■ **WORK INSTRUCTIONS**: Within the records below, filter for lines carrying the word "StoreSettings" and copy them.

**** MATERIAL SHOWN

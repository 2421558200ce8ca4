use serde::{Deserialize, Serialize};

/// How the UI styles a status message.
#[derive(Debug, Clone, Copy, PartialEq, Eq, Serialize, Deserialize)]
#[serde(rename_all = "lowercase")]
pub enum Toast {
    Success,
    Error,
    Info,
}

impl Toast {
    /// Classify a message by its prefix. Empty messages get no toast.
    pub fn for_message(message: &str) -> Option<Toast> {
        if message.is_empty() {
            None
        } else if message.starts_with("Success") {
            Some(Toast::Success)
        } else if message.starts_with("Error") {
            Some(Toast::Error)
        } else {
            Some(Toast::Info)
        }
    }
}

/// Result of a user action: the message shown and whether it took effect.
///
/// The `Success:` / `Error:` / `Info:` prefix is the only styling signal the
/// UI gets, so messages are always built through these constructors.
#[derive(Debug, Clone, PartialEq, Eq, Serialize, Deserialize)]
pub struct Outcome {
    pub message: String,
    pub success: bool,
}

impl Outcome {
    pub fn success(message: impl AsRef<str>) -> Self {
        Self {
            message: format!("Success: {}", message.as_ref()),
            success: true,
        }
    }

    pub fn error(message: impl AsRef<str>) -> Self {
        Self {
            message: format!("Error: {}", message.as_ref()),
            success: false,
        }
    }

    /// Informational, no change made.
    pub fn info(message: impl AsRef<str>) -> Self {
        Self {
            message: format!("Info: {}", message.as_ref()),
            success: false,
        }
    }

    pub fn toast(&self) -> Option<Toast> {
        Toast::for_message(&self.message)
    }
}

#[cfg(test)]
mod tests {
    use super::*;

    #[test]
    fn test_constructors_prefix_messages() {
        assert_eq!(Outcome::success("done").message, "Success: done");
        assert_eq!(Outcome::error("nope").message, "Error: nope");
        assert_eq!(Outcome::info("same").message, "Info: same");
        assert!(Outcome::success("done").success);
        assert!(!Outcome::info("same").success);
    }

    #[test]
    fn test_toast_follows_prefix() {
        assert_eq!(Outcome::success("x").toast(), Some(Toast::Success));
        assert_eq!(Outcome::error("x").toast(), Some(Toast::Error));
        assert_eq!(Outcome::info("x").toast(), Some(Toast::Info));
        assert_eq!(Toast::for_message(""), None);
        assert_eq!(Toast::for_message("anything else"), Some(Toast::Info));
    }
}
use facerec_core::{default_model_dir, ExecutionProvider, ModelPack};
use facerec_store::StoreSettings;
use std::net::SocketAddr;
use std::path::PathBuf;
use std::str::FromStr;
use std::time::Duration;
use thiserror::Error;

const REQUIRED_VARS: [&str; 6] = [
    "FACEREC_DATABASE_URI",
    "FACEREC_DATABASE_NAME",
    "FACEREC_COLLECTION_NAME",
    "FACEREC_VECTOR_INDEX_NAME",
    "FACEREC_VECTOR_FIELD_PATH",
    "FACEREC_ADMIN_PASSWORD",
];

#[derive(Error, Debug)]
pub enum ConfigError {
    #[error("missing required environment variable: {0}")]
    Missing(&'static str),
    #[error("invalid value for {key}: '{value}' ({reason})")]
    Invalid {
        key: &'static str,
        value: String,
        reason: String,
    },
}

/// Daemon configuration, loaded from `FACEREC_*` environment variables.
#[derive(Debug, Clone)]
pub struct Config {
    pub store: StoreSettings,
    /// Shared secret for rename and delete.
    pub admin_password: String,
    pub model_pack: ModelPack,
    pub execution_provider: ExecutionProvider,
    /// Directory containing the model pack's ONNX files.
    pub model_dir: PathBuf,
    /// Vector-search score at or above which two faces are the same person.
    pub similarity_threshold: f32,
    /// How often the UI sends a camera frame.
    pub stream_interval: Duration,
    pub bind_addr: SocketAddr,
    /// TTF used for face labels; system fonts are probed when unset.
    pub font_path: Option<PathBuf>,
}

impl Config {
    /// Load from the process environment. Fails on the first missing required variable.
    pub fn from_env() -> Result<Self, ConfigError> {
        Self::from_lookup(|key| std::env::var(key).ok())
    }

    fn from_lookup(lookup: impl Fn(&str) -> Option<String>) -> Result<Self, ConfigError> {
        let mut required = Vec::with_capacity(REQUIRED_VARS.len());
        for key in REQUIRED_VARS {
            required.push(lookup(key).ok_or(ConfigError::Missing(key))?);
        }
        let [database_uri, database_name, collection_name, vector_index_name, vector_field_path, admin_password]: [String; 6] =
            required.try_into().map_err(|_| ConfigError::Missing("FACEREC_*"))?;

        let model_pack: ModelPack = parse_or(&lookup, "FACEREC_MODEL_NAME", ModelPack::BuffaloL)?;
        let execution_provider = parse_or(&lookup, "FACEREC_EXECUTION_PROVIDER", ExecutionProvider::Cpu)?;
        let similarity_threshold: f32 = parse_or(&lookup, "FACEREC_SIMILARITY_THRESHOLD", 0.75)?;
        let stream_interval_ms: u64 = parse_or(&lookup, "FACEREC_STREAM_INTERVAL_MS", 100)?;
        let bind_addr = parse_or(&lookup, "FACEREC_BIND_ADDR", SocketAddr::from(([0, 0, 0, 0], 7860)))?;

        let model_dir = lookup("FACEREC_MODEL_DIR")
            .map(PathBuf::from)
            .unwrap_or_else(|| default_model_dir(model_pack));

        let store = StoreSettings::new(
            database_uri,
            database_name,
            collection_name,
            vector_index_name,
            vector_field_path,
        )
        .with_threshold(similarity_threshold);

        Ok(Self {
            store,
            admin_password,
            model_pack,
            execution_provider,
            model_dir,
            similarity_threshold,
            stream_interval: Duration::from_millis(stream_interval_ms),
            bind_addr,
            font_path: lookup("FACEREC_FONT_PATH").map(PathBuf::from),
        })
    }
}

fn parse_or<T>(lookup: &impl Fn(&str) -> Option<String>, key: &'static str, default: T) -> Result<T, ConfigError>
where
    T: FromStr,
    T::Err: std::fmt::Display,
{
    match lookup(key) {
        None => Ok(default),
        Some(value) => value.parse().map_err(|e: T::Err| ConfigError::Invalid {
            key,
            reason: e.to_string(),
            value,
        }),
    }
}

#[cfg(test)]
mod tests {
    use super::*;
    use std::collections::HashMap;

    fn env(pairs: &[(&str, &str)]) -> impl Fn(&str) -> Option<String> {
        let map: HashMap<String, String> = pairs
            .iter()
            .map(|(k, v)| (k.to_string(), v.to_string()))
            .collect();
        move |key: &str| map.get(key).cloned()
    }

    fn required() -> Vec<(&'static str, &'static str)> {
        vec![
            ("FACEREC_DATABASE_URI", "/var/lib/facerec"),
            ("FACEREC_DATABASE_NAME", "facerec"),
            ("FACEREC_COLLECTION_NAME", "faces"),
            ("FACEREC_VECTOR_INDEX_NAME", "vector_index"),
            ("FACEREC_VECTOR_FIELD_PATH", "embedding"),
            ("FACEREC_ADMIN_PASSWORD", "secret"),
        ]
    }

    #[test]
    fn test_defaults() {
        let config = Config::from_lookup(env(&required())).unwrap();
        assert_eq!(config.admin_password, "secret");
        assert_eq!(config.store.collection_name, "faces");
        assert_eq!(config.model_pack, ModelPack::BuffaloL);
        assert_eq!(config.execution_provider, ExecutionProvider::Cpu);
        assert!((config.similarity_threshold - 0.75).abs() < 1e-6);
        assert!((config.store.similarity_threshold - 0.75).abs() < 1e-6);
        assert_eq!(config.stream_interval, Duration::from_millis(100));
        assert_eq!(config.bind_addr.port(), 7860);
        assert!(config.model_dir.ends_with("facerec/models/buffalo_l"));
        assert!(config.font_path.is_none());
    }

    #[test]
    fn test_each_required_var_fails_fast() {
        for missing in REQUIRED_VARS {
            let vars: Vec<_> = required().into_iter().filter(|(k, _)| *k != missing).collect();
            match Config::from_lookup(env(&vars)) {
                Err(ConfigError::Missing(key)) => assert_eq!(key, missing),
                other => panic!("expected Missing({missing}), got {other:?}"),
            }
        }
    }

    #[test]
    fn test_overrides() {
        let mut vars = required();
        vars.extend([
            ("FACEREC_MODEL_NAME", "buffalo_s"),
            ("FACEREC_SIMILARITY_THRESHOLD", "0.8"),
            ("FACEREC_STREAM_INTERVAL_MS", "250"),
            ("FACEREC_BIND_ADDR", "127.0.0.1:9000"),
            ("FACEREC_MODEL_DIR", "/opt/models"),
        ]);
        let config = Config::from_lookup(env(&vars)).unwrap();
        assert_eq!(config.model_pack, ModelPack::BuffaloS);
        assert!((config.store.similarity_threshold - 0.8).abs() < 1e-6);
        assert_eq!(config.stream_interval, Duration::from_millis(250));
        assert_eq!(config.bind_addr, "127.0.0.1:9000".parse::<SocketAddr>().unwrap());
        assert_eq!(config.model_dir, PathBuf::from("/opt/models"));
    }

    #[test]
    fn test_invalid_optional_value() {
        let mut vars = required();
        vars.push(("FACEREC_EXECUTION_PROVIDER", "cuda"));
        let err = Config::from_lookup(env(&vars)).unwrap_err();
        assert!(matches!(err, ConfigError::Invalid { key: "FACEREC_EXECUTION_PROVIDER", .. }));
    }
}
//! Embedding provider: frame in, detected faces with embeddings out.

use crate::detector::{DetectorError, FaceDetector};
use crate::models::{ExecutionProvider, ModelPack};
use crate::recognizer::{FaceRecognizer, RecognizerError};
use crate::types::DetectedFace;
use image::RgbImage;
use std::path::Path;
use thiserror::Error;

#[derive(Error, Debug)]
pub enum AnalyzerError {
    #[error("detector error: {0}")]
    Detector(#[from] DetectorError),
    #[error("recognizer error: {0}")]
    Recognizer(#[from] RecognizerError),
}

/// Converts an image into the faces it contains.
///
/// Implementations never fail: a missing frame or an internal model error
/// yields an empty list so one bad frame cannot stop a live stream.
pub trait FaceAnalyzer {
    fn compute_embeddings(&mut self, image: Option<&RgbImage>) -> Vec<DetectedFace>;
}

/// SCRFD + ArcFace running on ONNX Runtime.
pub struct OnnxFaceAnalyzer {
    detector: FaceDetector,
    recognizer: FaceRecognizer,
}

impl OnnxFaceAnalyzer {
    /// Load both models of `pack` from `model_dir`. Fails fast if either is missing.
    pub fn load(
        pack: ModelPack,
        model_dir: &Path,
        provider: ExecutionProvider,
    ) -> Result<Self, AnalyzerError> {
        tracing::info!(pack = %pack, dir = %model_dir.display(), "initializing face analysis models");
        let detector = FaceDetector::load(&pack.detector_path(model_dir), provider)?;
        let recognizer = FaceRecognizer::load(&pack.recognizer_path(model_dir), provider)?;
        tracing::info!(pack = %pack, "face analysis models ready");
        Ok(Self { detector, recognizer })
    }

    /// Detect and embed every face, best detection first.
    pub fn analyze(&mut self, image: &RgbImage) -> Result<Vec<DetectedFace>, AnalyzerError> {
        let boxes = self.detector.detect(image)?;
        let mut faces = Vec::with_capacity(boxes.len());

        for bbox in &boxes {
            if bbox.landmarks.is_none() {
                tracing::debug!(confidence = bbox.confidence, "skipping face without landmarks");
                continue;
            }
            let embedding = self.recognizer.extract(image, bbox)?;
            faces.push(DetectedFace {
                bbox: bbox.to_pixel_box(),
                confidence: bbox.confidence,
                embedding,
            });
        }

        Ok(faces)
    }
}

impl FaceAnalyzer for OnnxFaceAnalyzer {
    fn compute_embeddings(&mut self, image: Option<&RgbImage>) -> Vec<DetectedFace> {
        let Some(image) = image else {
            return Vec::new();
        };
        degrade_to_empty(self.analyze(image))
    }
}

/// Log and swallow an analysis failure.
pub fn degrade_to_empty(result: Result<Vec<DetectedFace>, AnalyzerError>) -> Vec<DetectedFace> {
    result.unwrap_or_else(|err| {
        tracing::warn!(error = %err, "error computing embeddings; treating frame as faceless");
        Vec::new()
    })
}

#[cfg(test)]
mod tests {
    use super::*;
    use crate::types::{Embedding, PixelBox};

    #[test]
    fn test_degrade_to_empty_swallows_errors() {
        let err = AnalyzerError::Detector(DetectorError::EmptyFrame);
        assert!(degrade_to_empty(Err(err)).is_empty());
    }

    #[test]
    fn test_degrade_to_empty_passes_faces_through() {
        let face = DetectedFace {
            bbox: PixelBox { x1: 0, y1: 0, x2: 10, y2: 10 },
            confidence: 0.9,
            embedding: Embedding::new(vec![1.0]),
        };
        assert_eq!(degrade_to_empty(Ok(vec![face])).len(), 1);
    }

    #[test]
    fn test_load_missing_models_fails_fast() {
        let result = OnnxFaceAnalyzer::load(
            ModelPack::BuffaloL,
            Path::new("/nonexistent/facerec/models"),
            ExecutionProvider::Cpu,
        );
        assert!(matches!(
            result,
            Err(AnalyzerError::Detector(DetectorError::ModelNotFound(_)))
        ));
    }
}
impl FaceStore for SqliteFaceStore {
    fn insert(&self, name: &str, embedding: &Embedding) -> Result<(), StoreError> {
        if self.check_dimensions(embedding)?.is_none() {
            self.conn.execute(
                "UPDATE facerec_vector_indexes SET dimensions = ?2 WHERE name = ?1",
                params![self.settings.vector_index_name, embedding.dimensions() as i64],
            )?;
        }

        let c = &self.settings.collection_name;
        let f = &self.settings.vector_field_path;
        self.conn.execute(
            &format!("INSERT INTO {c} (id, name, {f}, created_at) VALUES (?1, ?2, ?3, ?4)"),
            params![
                uuid::Uuid::new_v4().to_string(),
                name,
                encode_embedding(&embedding.values),
                chrono::Utc::now().to_rfc3339(),
            ],
        )?;
        Ok(())
    }

    fn is_name_taken(&self, name: &str) -> Result<bool, StoreError> {
        let c = &self.settings.collection_name;
        let taken = self.conn.query_row(
            &format!("SELECT EXISTS(SELECT 1 FROM {c} WHERE name = ?1)"),
            params![name],
            |row| row.get(0),
        )?;
        Ok(taken)
    }

    fn update_name(&self, old_name: &str, new_name: &str) -> Result<bool, StoreError> {
        // Setting a field to its current value modifies nothing.
        if old_name == new_name {
            return Ok(false);
        }
        let c = &self.settings.collection_name;
        let changed = self.conn.execute(
            &format!("UPDATE {c} SET name = ?2 WHERE id = (SELECT id FROM {c} WHERE name = ?1 LIMIT 1)"),
            params![old_name, new_name],
        )?;
        Ok(changed == 1)
    }

    fn delete(&self, name: &str) -> Result<bool, StoreError> {
        let c = &self.settings.collection_name;
        let removed = self.conn.execute(
            &format!("DELETE FROM {c} WHERE id = (SELECT id FROM {c} WHERE name = ?1 LIMIT 1)"),
            params![name],
        )?;
        Ok(removed == 1)
    }

    fn list_names(&self) -> Result<Vec<String>, StoreError> {
        let c = &self.settings.collection_name;
        let mut stmt = self.conn.prepare(&format!("SELECT name FROM {c} ORDER BY name"))?;
        let names = stmt
            .query_map([], |row| row.get(0))?
            .collect::<Result<Vec<String>, _>>()?;
        Ok(names)
    }

    fn count(&self) -> Result<u64, StoreError> {
        let c = &self.settings.collection_name;
        let count: i64 = self
            .conn
            .query_row(&format!("SELECT COUNT(*) FROM {c}"), [], |row| row.get(0))?;
        Ok(count as u64)
    }

    fn search(&self, embedding: &Embedding) -> Result<SearchHit, StoreError> {
        // An empty collection has nothing to compare against, whatever the pinned dimensionality.
        if self.count()? == 0 {
            return Ok(SearchHit::none());
        }
        self.check_dimensions(embedding)?;

        let mut candidates: Vec<(String, f32)> = self
            .records()?
            .into_iter()
            .map(|r| {
                let score = vector_search_score(embedding, &r.embedding);
                (r.name, score)
            })
            .collect();

        candidates.sort_by(|a, b| b.1.partial_cmp(&a.1).unwrap_or(Ordering::Equal));
        candidates.truncate(self.settings.num_candidates);
        candidates.truncate(self.settings.limit);

        let hit = match candidates.into_iter().next() {
            Some((name, score)) => SearchHit {
                is_match: score >= self.settings.similarity_threshold,
                name,
                score,
            },
            None => SearchHit::none(),
        };

        tracing::trace!(name = %hit.name, score = hit.score, is_match = hit.is_match, "vector search");
        Ok(hit)
    }
}

fn validate_identifier(ident: &str) -> Result<(), StoreError> {
    let mut chars = ident.chars();
    let valid = matches!(chars.next(), Some(c) if c.is_ascii_alphabetic() || c == '_')
        && chars.all(|c| c.is_ascii_alphanumeric() || c == '_');
    if valid {
        Ok(())
    } else {
        Err(StoreError::InvalidIdentifier(ident.to_string()))
    }
}

fn encode_embedding(values: &[f32]) -> Vec<u8> {
    values.iter().flat_map(|v| v.to_le_bytes()).collect()
}

fn decode_embedding(name: &str, blob: &[u8]) -> Result<Vec<f32>, StoreError> {
    if blob.len() % 4 != 0 {
        return Err(StoreError::CorruptEmbedding {
            name: name.to_string(),
            len: blob.len(),
        });
    }
    Ok(blob
        .chunks_exact(4)
        .map(|b| f32::from_le_bytes([b[0], b[1], b[2], b[3]]))
        .collect())
}

#[cfg(test)]
mod tests {
    use super::*;

    fn store() -> SqliteFaceStore {
        SqliteFaceStore::open(StoreSettings::new(
            MEMORY_URI,
            "facerec",
            "faces",
            "vector_index",
            "embedding",
        ))
        .unwrap()
    }

    fn emb(values: &[f32]) -> Embedding {
        Embedding::new(values.to_vec())
    }

    #[test]
    fn test_empty_store_search_returns_none() {
        let store = store();
        assert_eq!(store.search(&emb(&[1.0, 0.0, 0.0])).unwrap(), SearchHit::none());
        assert_eq!(store.count().unwrap(), 0);
        assert!(store.list_names().unwrap().is_empty());
    }

    #[test]
    fn test_search_after_last_delete_accepts_any_dimensions() {
        let store = store();
        store.insert("Alice", &emb(&[1.0, 0.0, 0.0])).unwrap();
        assert!(store.delete("Alice").unwrap());

        assert_eq!(store.search(&emb(&[1.0, 0.0])).unwrap(), SearchHit::none());
        assert_eq!(store.pinned_dimensions().unwrap(), Some(3));
    }

    #[test]
    fn test_insert_makes_name_taken_once() {
        let store = store();
        store.insert("Alice", &emb(&[1.0, 0.0, 0.0])).unwrap();

        assert!(store.is_name_taken("Alice").unwrap());
        assert!(!store.is_name_taken("alice").unwrap());
        let names = store.list_names().unwrap();
        assert_eq!(names.iter().filter(|n| *n == "Alice").count(), 1);
        assert_eq!(store.count().unwrap(), 1);
    }

    #[test]
    fn test_list_names_sorted() {
        let store = store();
        for name in ["carol", "Bob", "alice", "Alice"] {
            store.insert(name, &emb(&[1.0, 0.0])).unwrap();
        }
        assert_eq!(store.list_names().unwrap(), vec!["Alice", "Bob", "alice", "carol"]);
    }

    #[test]
    fn test_update_name_moves_record() {
        let store = store();
        store.insert("Alice", &emb(&[1.0, 0.0])).unwrap();

        assert!(store.update_name("Alice", "Alicia").unwrap());
        assert!(store.is_name_taken("Alicia").unwrap());
        assert!(!store.is_name_taken("Alice").unwrap());
        assert_eq!(store.count().unwrap(), 1);
    }

    #[test]
    fn test_update_name_missing_or_identical() {
        let store = store();
        store.insert("Alice", &emb(&[1.0, 0.0])).unwrap();

        assert!(!store.update_name("Nobody", "Someone").unwrap());
        assert!(!store.update_name("Alice", "Alice").unwrap());
        assert_eq!(store.list_names().unwrap(), vec!["Alice"]);
    }

    #[test]
    fn test_delete_missing_leaves_count() {
        let store = store();
        store.insert("Alice", &emb(&[1.0, 0.0])).unwrap();

        assert!(!store.delete("Bob").unwrap());
        assert_eq!(store.count().unwrap(), 1);

        assert!(store.delete("Alice").unwrap());
        assert_eq!(store.count().unwrap(), 0);
        assert!(!store.is_name_taken("Alice").unwrap());
    }

    #[test]
    fn test_delete_removes_one_record_per_call() {
        let store = store();
        store.insert("Twin", &emb(&[1.0, 0.0])).unwrap();
        store.insert("Twin", &emb(&[0.0, 1.0])).unwrap();

        assert!(store.delete("Twin").unwrap());
        assert_eq!(store.count().unwrap(), 1);
    }

    #[test]
    fn test_search_picks_nearest() {
        let store = store();
        store.insert("Alice", &emb(&[1.0, 0.0, 0.0])).unwrap();
        store.insert("Bob", &emb(&[0.0, 1.0, 0.0])).unwrap();
        store.insert("Carol", &emb(&[0.0, 0.0, 1.0])).unwrap();

        let hit = store.search(&emb(&[0.1, 0.9, 0.0])).unwrap();
        assert_eq!(hit.name, "Bob");
        assert!(hit.is_match);
        assert!(hit.score > 0.9);
    }

    #[test]
    fn test_search_below_threshold_is_not_match() {
        let store = store();
        store.insert("Alice", &emb(&[1.0, 0.0])).unwrap();

        // Orthogonal → cosine 0 → score 0.5.
        let hit = store.search(&emb(&[0.0, 1.0])).unwrap();
        assert_eq!(hit.name, "Alice");
        assert!((hit.score - 0.5).abs() < 1e-6);
        assert!(!hit.is_match);
    }

    #[test]
    fn test_search_threshold_is_inclusive() {
        let settings = StoreSettings::new(MEMORY_URI, "facerec", "faces", "vector_index", "embedding")
            .with_threshold(0.5);
        let store = SqliteFaceStore::open(settings).unwrap();
        store.insert("Alice", &emb(&[1.0, 0.0])).unwrap();

        assert!(store.search(&emb(&[0.0, 1.0])).unwrap().is_match);
    }

    #[test]
    fn test_identical_embedding_scores_max() {
        let store = store();
        store.insert("Alice", &emb(&[0.3, -0.2, 0.9])).unwrap();
        let hit = store.search(&emb(&[0.3, -0.2, 0.9])).unwrap();
        assert!((hit.score - 1.0).abs() < 1e-5);
        assert!(hit.is_match);
    }

    #[test]
    fn test_dimension_pinned_on_first_insert() {
        let store = store();
        assert_eq!(store.pinned_dimensions().unwrap(), None);
        store.insert("Alice", &emb(&[1.0, 0.0, 0.0])).unwrap();
        assert_eq!(store.pinned_dimensions().unwrap(), Some(3));

        let err = store.insert("Bob", &emb(&[1.0, 0.0])).unwrap_err();
        assert!(matches!(err, StoreError::DimensionMismatch { expected: 3, actual: 2, .. }));
        assert!(matches!(
            store.search(&emb(&[1.0])),
            Err(StoreError::DimensionMismatch { .. })
        ));
    }

    #[test]
    fn test_records_roundtrip_embedding_and_metadata() {
        let store = store();
        store.insert("Alice", &emb(&[0.25, -1.5])).unwrap();
        let records = store.records().unwrap();
        assert_eq!(records.len(), 1);
        assert_eq!(records[0].embedding.values, vec![0.25, -1.5]);
        assert_eq!(records[0].id.len(), 36);
        assert!(chrono::DateTime::parse_from_rfc3339(&records[0].created_at).is_ok());
    }

    #[test]
    fn test_invalid_identifier_rejected() {
        let settings = StoreSettings::new(MEMORY_URI, "facerec", "faces; DROP TABLE x", "idx", "embedding");
        assert!(matches!(
            SqliteFaceStore::open(settings),
            Err(StoreError::InvalidIdentifier(_))
        ));
    }

    #[test]
    fn test_decode_rejects_partial_floats() {
        assert!(decode_embedding("x", &[0, 0, 128]).is_err());
        assert_eq!(decode_embedding("x", &encode_embedding(&[1.0, 2.0])).unwrap(), vec![1.0, 2.0]);
    }
}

********

■ **RESULT**:
use facerec_store::StoreSettings;
    pub store: StoreSettings,
        let store = StoreSettings::new(
        SqliteFaceStore::open(StoreSettings::new(
        let settings = StoreSettings::new(MEMORY_URI, "facerec", "faces", "vector_index", "embedding")
        let settings = StoreSettings::new(MEMORY_URI, "facerec", "faces; DROP TABLE x", "idx", "embedding");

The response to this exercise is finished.